Friday, December 3, 2010

Correspondence

Laura Sjoberg writes:
At least be respectful enough to leave off with the "Ms. Sjoberg" crap and call me professor or doctor or whatever you call yourself. And, oh yea, tell me when you pick a fight, and I might actually argue with you. If you had an argument to make better than not wanting to understand, of course.

Fair points in the last two sentences. On the other hand...

FLG didn't mean any offense by Ms. If FLG were in your class, then he'd call you professor, but he's not and so he won't. But holy fucking shit -- "call me professor or doctor" -- are you really one of those people?

FLG calls himself FLG. Then again, he doesn't have a doctorate, but even if he did he certainly wouldn't insist people refer to him as Dr. FLG, like some pretentious jackass.

PS. FLG is aware that referring to himself in the third person, but it's part of the shtick here at Fear and Loathing in Georgetown.

11 comments:

Anonymous said...

Per:

"FLG calls himself FLG. Then again, he doesn't have a doctorate, but even if he did he certainly wouldn't insist people refer to him as Dr. FLG, like some pretentious jackass."

FLG, the pretentious jackass you are referring to is the one who is demanding respect from you while penning this, correct?:

"If you had an argument to make better than not wanting to understand, of course."

That would be the same doctor or professor who wrote this to the editor she was taking out to the woodshed:

"You sent my work to people who just don't understand, and, fundamentally, don't want to. Which is their prerogative, but I thought your journal was (and it should be) above that."


FLG, she's not a pretentious jackass -she's a bitch. She'll be a more content feminist in the long run if she accepts the fact people are understanding her work - and rejecting it.


Mrs. P

The Ancient said...

It is limitlessly vulgar for an academic with a PhD to call himself/herself "doctor."

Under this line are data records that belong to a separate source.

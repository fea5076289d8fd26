//! Handler registry
//!
//! Bindings are registered explicitly at startup. Each binding ties an event
//! type on one subscription to a typed async handler; the registry erases the
//! payload type so read loops and the retry processor can dispatch raw JSON.

use crate::streams::error::{HandlerError, RegistryError};
use crate::streams::subscription::{Subscription, SubscriptionKey};
use futures::future::BoxFuture;
use futures::FutureExt;
use serde::de::DeserializeOwned;
use std::collections::HashMap;
use std::any::Any;
use std::future::Future;
use std::panic::AssertUnwindSafe;
use std::sync::Arc;

pub type HandlerFuture = BoxFuture<'static, Result<(), HandlerError>>;

type ErasedHandler = Arc<dyn Fn(&str) -> HandlerFuture + Send + Sync>;

/// One `(subscription, event type) -> handler` association
#[derive(Clone)]
pub struct HandlerBinding {
    subscription: Subscription,
    event_type: String,
    target: &'static str,
    handler: ErasedHandler,
}

impl std::fmt::Debug for HandlerBinding {
    fn fmt(&self, f: &mut std::fmt::Formatter<'_>) -> std::fmt::Result {
        f.debug_struct("HandlerBinding")
            .field("subscription", &self.subscription.key())
            .field("event_type", &self.event_type)
            .field("target", &self.target)
            .finish()
    }
}

impl HandlerBinding {
    /// Bind `handler` to `event_type`, deserializing payloads into `T`
    ///
    /// A payload that does not deserialize into `T` is reported as
    /// [`HandlerError::Deserialize`] without calling the handler. A handler
    /// that panics is reported as [`HandlerError::Panicked`].
    pub fn typed<T, F, Fut>(
        subscription: Subscription,
        event_type: impl Into<String>,
        handler: F,
    ) -> Self
    where
        T: DeserializeOwned + Send + 'static,
        F: Fn(T) -> Fut + Send + Sync + 'static,
        Fut: Future<Output = Result<(), HandlerError>> + Send + 'static,
    {
        let event_type = event_type.into();
        let bound_type = event_type.clone();
        let handler = Arc::new(handler);
        let erased: ErasedHandler = Arc::new(move |payload: &str| -> HandlerFuture {
            match serde_json::from_str::<T>(payload) {
                Ok(value) => {
                    let handler = handler.clone();
                    let running = async move { (*handler)(value).await };
                    Box::pin(async move {
                        AssertUnwindSafe(running).catch_unwind().await.unwrap_or_else(|panic| {
                            Err(HandlerError::Panicked(panic_message(panic.as_ref())))
                        })
                    })
                }
                Err(e) => {
                    let error = HandlerError::Deserialize {
                        event_type: bound_type.clone(),
                        target: std::any::type_name::<T>(),
                        cause: e.to_string(),
                    };
                    Box::pin(async move { Err(error) })
                }
            }
        });

        Self {
            subscription,
            event_type,
            target: std::any::type_name::<T>(),
            handler: erased,
        }
    }

    pub fn subscription(&self) -> &Subscription {
        &self.subscription
    }

    pub fn event_type(&self) -> &str {
        &self.event_type
    }

    /// Type name the payload is deserialized into
    pub fn target(&self) -> &'static str {
        self.target
    }

    /// Deserialize `payload` and run the handler
    pub fn invoke(&self, payload: &str) -> HandlerFuture {
        (self.handler)(payload)
    }
}

fn panic_message(panic: &(dyn Any + Send)) -> String {
    if let Some(message) = panic.downcast_ref::<&str>() {
        (*message).to_string()
    } else if let Some(message) = panic.downcast_ref::<String>() {
        message.clone()
    } else {
        "non-string panic payload".to_string()
    }
}

/// Immutable lookup from `(subscription, event type)` to a binding
#[derive(Default)]
pub struct HandlerRegistry {
    /// Distinct subscriptions in registration order
    subscriptions: Vec<Subscription>,
    bindings: HashMap<SubscriptionKey, HashMap<String, HandlerBinding>>,
}

impl std::fmt::Debug for HandlerRegistry {
    fn fmt(&self, f: &mut std::fmt::Formatter<'_>) -> std::fmt::Result {
        let mut entries: Vec<String> = self
            .bindings
            .iter()
            .flat_map(|(key, by_type)| by_type.keys().map(move |t| format!("{}:{}", key, t)))
            .collect();
        entries.sort();
        f.debug_struct("HandlerRegistry")
            .field("subscriptions", &self.subscriptions.len())
            .field("bindings", &entries)
            .finish()
    }
}

impl HandlerRegistry {
    pub fn new() -> Self {
        Self::default()
    }

    /// Build a registry from a full set of bindings
    pub fn build(
        bindings: impl IntoIterator<Item = HandlerBinding>,
    ) -> Result<Self, RegistryError> {
        let mut registry = Self::new();
        for binding in bindings {
            registry.register(binding)?;
        }
        Ok(registry)
    }

    /// Add one binding
    ///
    /// Rejects a second handler for the same `(subscription, event type)` and
    /// bindings that share a subscription identity but not its policy.
    pub fn register(&mut self, binding: HandlerBinding) -> Result<(), RegistryError> {
        let key = binding.subscription.key().clone();

        match self
            .subscriptions
            .iter()
            .find(|existing| existing.key() == &key)
        {
            Some(existing) if !existing.same_policy(&binding.subscription) => {
                return Err(RegistryError::ConflictingPolicy {
                    channel: key.channel,
                    group: key.consumer_group,
                });
            }
            Some(_) => {}
            None => self.subscriptions.push(binding.subscription.clone()),
        }

        let by_type = self.bindings.entry(key.clone()).or_default();
        if by_type.contains_key(&binding.event_type) {
            return Err(RegistryError::DuplicateBinding {
                channel: key.channel,
                group: key.consumer_group,
                event_type: binding.event_type,
            });
        }

        log::debug!(
            "Registered handler for '{}' on {} ({})",
            binding.event_type,
            key,
            binding.target
        );
        by_type.insert(binding.event_type.clone(), binding);
        Ok(())
    }

    pub fn subscriptions(&self) -> &[Subscription] {
        &self.subscriptions
    }

    pub fn lookup(&self, key: &SubscriptionKey, event_type: &str) -> Option<&HandlerBinding> {
        self.bindings.get(key)?.get(event_type)
    }

    /// Event types bound on a subscription, sorted
    pub fn event_types(&self, key: &SubscriptionKey) -> Vec<&str> {
        let mut types: Vec<&str> = self
            .bindings
            .get(key)
            .map(|by_type| by_type.keys().map(String::as_str).collect())
            .unwrap_or_default();
        types.sort_unstable();
        types
    }

    pub fn binding_count(&self) -> usize {
        self.bindings.values().map(HashMap::len).sum()
    }

    pub fn is_empty(&self) -> bool {
        self.bindings.is_empty()
    }
}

In this country, a "doctor" is a physician.

Academics who don't like that can learn German and go practice their trade elsewhere.

FLG -- Why not institute a Barbara Boxer Prize for Ostentatious Pomposity?

Alpheus said...

Wow. I have an endless supply of complaints about academia, but I've met very few Ph.D.s/Professors who insist on their title like this. As the Ancient says, it's pretty vulgar. Even in academic publications, it would be unusual, nowadays, to refer to another scholar as "Dr." or "Professor" so-and-so.

(That said, I'd like to be known as "Lord Alpheus.")

FLG said...

Would you accept Dark Lord Alpheus? Or Darth Alpheus?

arethusa said...

It is limitlessly vulgar for an academic with a PhD to call himself/herself "doctor."

In this country, a "doctor" is a physician.

Academics who don't like that can learn German and go practice their trade elsewhere.


Second that. If nothing else, imagine what might happen if someone knows you as "Dr. So-n-so" but doesn't realize you're a PhD, and comes running to you for help when their beloved family member suddenly collapses.

Withywindle said...

In a Peanuts strip, I think from the 1970s, Snoopy types a story:

The actor on the stage collapsed. The stage manager rushed to the front of the stage. "Is there a doctor in the house?" he yelled. Howard stood up. "I have an honorary doctorate from the University of Minnesota," he called out. It was at that moment his wife decided to leave him.

Alpheus said...

Would you accept Dark Lord Alpheus? Or Darth Alpheus?

Well, I do spend a lot of time practicing light saber moves in the garage . . .

David said...

"imagine what might happen if someone knows you as "Dr. So-n-so" but doesn't realize you're a PhD"

A guy with a PhD in electrical engineering and a very important executive job signed in at a doctors office as "Dr so-n-so". The physician, noticing the title, moved him to the front of the line, ahead of all the other people who were waiting. But after asking him what kind of medicine he practiced, the doc sent him back out to the waiting room to wait for his turn....

profmondo said...

In civilian life, I only use the title "Doctor" in self-defense, when some other grad-school graduate uses it on me first.

As for Prof. Mondo, he's a rhetorical mode, or as FLG says, part of the schtick.

I think what determined it for me was when one of my high school bands was rehearsing at my house. When the guitarist's mom (a speech therapist) came to pick him up, she introduced herself to my mother: "Hi, I'm So-and-so, Ph.D." Without missing a beat, my mother replied, "I'm Madge Moore, M-O-M."

Not too much room for pretense at my house.

Withywindle said...

Also: "They call me Dr. Tibbs."

dance said...

Contrary position: she's writing as an academic about academic topics. Thus, "Ms" is actively inaccurate and misleading in this context. Just plain Sjoberg would be fine, but Ms goes out of your way to hint she doesn't have the credentials that would give her credibility and expertise in this issue.

And most of the comments agreeing with you snark on the demand for Dr when it's out of context. In this case it's not.